On Oct. 25, a Center for Strategic and International Studies panel discussed some of the environmental damage occurring in Venezuela, which has been led since 1999 by socialist Hugo Chavez and, since Chavez’s death in 2013, socialist Nicolás Maduro.
As many as 50,000 oil leaks and spills occurred between 2010 and 2016 across Venezuela, including Lake Maracaibo, as drilling rigs, thousands of miles of aging pipelines, and storage tanks in need of repair are decaying or leaking, according to a NASA report that cited information from news agencies, environmental groups, and human rights advocates.
According to Eduardo Klein, an associate professor in the Department of Environmental Studies at Venezuela’s Simon Bolivar University, oil spills are “very lightly taken” in the country, in part because the industry is under government control via the state-owned oil company, PDVSA.
Klein added that Venezuela partners with companies and countries, including Russia and Vietnam, with poor environmental records.
Klein blamed the startlingly high rate of oil spills on multiple factors. Among them the fact that the government relies on old, poorly maintained infrastructure and cannot effectively clean up spills when they happen.
What’s more, it does not typically issue official statements on spills.
Speakers also discussed Venezuela’s “criminal mining policy,” which has impacted large portions of the highly biodiverse Amazon basin.

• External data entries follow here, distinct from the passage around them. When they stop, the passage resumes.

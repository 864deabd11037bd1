//! In-process stand-in for the decision service.
//!
//! Scores tracks the way the scoring backend's weighted utilitarian rule does:
//! each person is worth age + role + flag weights (unknown age or role counts
//! 1, unknown flags 0), the track with the lower total loss is sacrificed, and
//! ties fall back to head count and then to Track 1.
use async_trait::async_trait;
use serde::{Deserialize, Serialize};
use std::cell::{Cell, RefCell};
use std::collections::BTreeMap;

use trolley_sim::{
    AgeCategory, AgreementStats, CompareOutcome, CompareRequest, DecisionService, DeonVariant,
    ManualEcho, Mode, ModeVerdict, PersonRecord, SingleDecision, SingleRequest, TrackId,
    TransportError, WeightConfig,
};

#[derive(Debug, Default)]
pub struct StubDecisionService {
    calls: Cell<u32>,
    failure: RefCell<Option<TransportError>>,
    stats: RefCell<AgreementStats>,
}

struct TrackScore {
    count: u32,
    loss: i64,
}

/// Both tracks as the service reads them off the wire.
#[derive(Deserialize)]
struct WireTracks {
    track1: Vec<PersonRecord>,
    track2: Vec<PersonRecord>,
}

impl WireTracks {
    fn read<R: Serialize>(request: &R) -> Result<Self, TransportError> {
        serde_json::to_value(request)
            .and_then(serde_json::from_value)
            .map_err(|err| TransportError::Decode(err.to_string()))
    }
}

fn score(people: &[PersonRecord], rules: &WeightConfig) -> TrackScore {
    let mut count = 0;
    let mut loss = 0_i64;
    for person in people {
        let age = rules.age_weights.get(person.age.as_str()).copied().unwrap_or(1);
        let role = rules.role_weights.get(person.role.as_str()).copied().unwrap_or(1);
        let flags: i32 = person
            .flags
            .iter()
            .map(|flag| rules.flag_weights.get(flag.as_str()).copied().unwrap_or(0))
            .sum();
        count += 1;
        loss += i64::from(age + role + flags);
    }
    TrackScore { count, loss }
}

fn weighted_choice(
    track1: &[PersonRecord],
    track2: &[PersonRecord],
    rules: &WeightConfig,
) -> (TrackId, TrackScore, TrackScore) {
    let one = score(track1, rules);
    let two = score(track2, rules);
    let chosen = if one.loss != two.loss {
        if one.loss < two.loss { TrackId::One } else { TrackId::Two }
    } else if two.count < one.count {
        TrackId::Two
    } else {
        TrackId::One
    };
    (chosen, one, two)
}

fn has_age(people: &[PersonRecord], age: AgeCategory) -> bool {
    people.iter().any(|person| person.age == age)
}

fn verdict(
    mode: Mode,
    track1: &[PersonRecord],
    track2: &[PersonRecord],
    variant: DeonVariant,
    custom: Option<&WeightConfig>,
) -> (TrackId, String, TrackScore, TrackScore) {
    let defaults = WeightConfig::default_config();
    let rules = match (mode, custom) {
        (Mode::Custom, Some(rules)) => merged(&defaults, rules),
        _ => defaults,
    };
    let (mut chosen, one, two) = weighted_choice(track1, track2, &rules);
    let mut reason = format!(
        "{mode}: {chosen} sacrificed. Losses were {} and {}.",
        one.loss, two.loss
    );
    if mode == Mode::Deontological {
        match variant {
            DeonVariant::NonIntervention => {
                chosen = TrackId::One;
                reason = "Non-intervention: the trolley stays on Track 1.".to_string();
            }
            DeonVariant::ProtectChildren => {
                let kids1 = has_age(track1, AgeCategory::Child);
                let kids2 = has_age(track2, AgeCategory::Child);
                if kids1 != kids2 {
                    chosen = if kids1 { TrackId::Two } else { TrackId::One };
                    reason = format!("Protect children: {chosen} has no children.");
                }
            }
            DeonVariant::ProtectInnocent | DeonVariant::ProtectVulnerable => {}
        }
    }
    (chosen, reason, one, two)
}

fn merged(defaults: &WeightConfig, custom: &WeightConfig) -> WeightConfig {
    let mut rules = defaults.clone();
    rules.age_weights.extend(custom.age_weights.clone());
    rules.role_weights.extend(custom.role_weights.clone());
    rules.flag_weights.extend(custom.flag_weights.clone());
    rules
}

impl StubDecisionService {
    #[must_use]
    pub fn new() -> Self {
        Self::default()
    }

    /// Make every following call fail with `error` until cleared.
    pub fn fail_with(&self, error: Option<TransportError>) {
        *self.failure.borrow_mut() = error;
    }

    #[must_use]
    pub fn calls(&self) -> u32 {
        self.calls.get()
    }

    fn enter(&self) -> Result<(), TransportError> {
        self.calls.set(self.calls.get() + 1);
        match self.failure.borrow().clone() {
            Some(err) => Err(err),
            None => Ok(()),
        }
    }

    /// Synchronous form of [`DecisionService::decide`].
    ///
    /// # Errors
    ///
    /// Returns the configured failure, if any.
    pub fn answer_single(&self, request: &SingleRequest) -> Result<SingleDecision, TransportError> {
        self.enter()?;
        let tracks = WireTracks::read(request)?;
        let variant = request.deon_variant.unwrap_or_default();
        let (chosen_track, reason, one, two) = verdict(
            request.mode,
            &tracks.track1,
            &tracks.track2,
            variant,
            request.custom_rules.as_ref(),
        );
        #[allow(clippy::cast_precision_loss)]
        let (track1_loss, track2_loss) = (one.loss as f64, two.loss as f64);
        Ok(SingleDecision {
            chosen_track,
            reason,
            track1_count: Some(one.count),
            track2_count: Some(two.count),
            track1_loss: Some(track1_loss),
            track2_loss: Some(track2_loss),
        })
    }

    /// Synchronous form of [`DecisionService::compare`].
    ///
    /// # Errors
    ///
    /// Returns the configured failure, if any.
    pub fn answer_compare(&self, request: &CompareRequest) -> Result<CompareOutcome, TransportError> {
        self.enter()?;
        let tracks = WireTracks::read(request)?;
        let mut modes = vec![Mode::Utilitarian, Mode::Deontological];
        if request.custom_rules.is_some() {
            modes.push(Mode::Custom);
        }
        if request.include_ml {
            modes.push(Mode::Ml);
        }

        let mut results = BTreeMap::new();
        for mode in modes {
            let (chosen_track, reason, _, _) = verdict(
                mode,
                &tracks.track1,
                &tracks.track2,
                request.deon_variant,
                request.custom_rules.as_ref(),
            );
            results.insert(
                mode.to_string(),
                ModeVerdict {
                    chosen_track,
                    reason,
                },
            );
        }

        let mut manual = ManualEcho {
            manual_choice: request.manual_choice,
            agreements: BTreeMap::new(),
        };
        let mut stats = self.stats.borrow_mut();
        if let Some(choice) = request.manual_choice {
            stats.total_manual_decisions += 1;
            for (mode, verdict) in &results {
                manual
                    .agreements
                    .insert(mode.clone(), verdict.chosen_track == choice);
            }
            if manual.agreements.values().any(|agrees| *agrees) {
                stats.total_ai_agreements += 1;
            }
        }
        let (manual_total, agreed) = (stats.total_manual_decisions, stats.total_ai_agreements);
        stats.agreement_rate =
            (manual_total > 0).then(|| f64::from(agreed) / f64::from(manual_total));

        Ok(CompareOutcome {
            results,
            manual,
            stats: stats.clone(),
        })
    }
}

#[async_trait(?Send)]
impl DecisionService for StubDecisionService {
    async fn decide(&self, request: &SingleRequest) -> Result<SingleDecision, TransportError> {
        self.answer_single(request)
    }

    async fn compare(&self, request: &CompareRequest) -> Result<CompareOutcome, TransportError> {
        self.answer_compare(request)
    }
}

Cristina Burelli, a Venezuelan American entrepreneur who leads the environmentalist V5Initiative, told the panel that Venezuela’s ecologically damaging activities are “inherently tied to its political situation,” as the Maduro regime is sacrificing its natural resources and biodiversity to shield itself from “mounting international pressure.”
Panelists also took a question from a listener who wondered why Venezuela “[seem]s to get a pass” as compared with Brazil, led by the conservative Jair Bolsonaro.
“Why haven’t we heard about it [Venezuela] up to this point?” the listener was quoted as asking.
Michael Eddy, an acting regional administrator for USAID, said that Brazil is considered synonymous with the Amazon and with climate change, making it seem like a natural focus for environmental campaigns.
Earlier in the discussion, Eddy had credited Brazil, but not Venezuela, with partnering with USAID to balance economic development with rainforest conservation.
Francisco Dallmeier, the Venezuelan-born director of the Center for Conservation and Sustainability at the Smithsonian Conservation Biology Institute and the National Zoo, said that many Venezuelans who would speak out may not feel safe doing so.
“Being there, you have to think every day, how am I going to survive?” said Dallmeier.
Burelli, of the V5Initiative, said that Chavez and Maduro had both been very adept at pitching themselves as pro-environment and pro-indigenous.
“Nobody really checked to see if that was true,” she said.
Panelists agreed that the country’s oil spills and illegal mining should no longer be obscured.
“The world needs to know what is happening in Venezuela,” said Klein.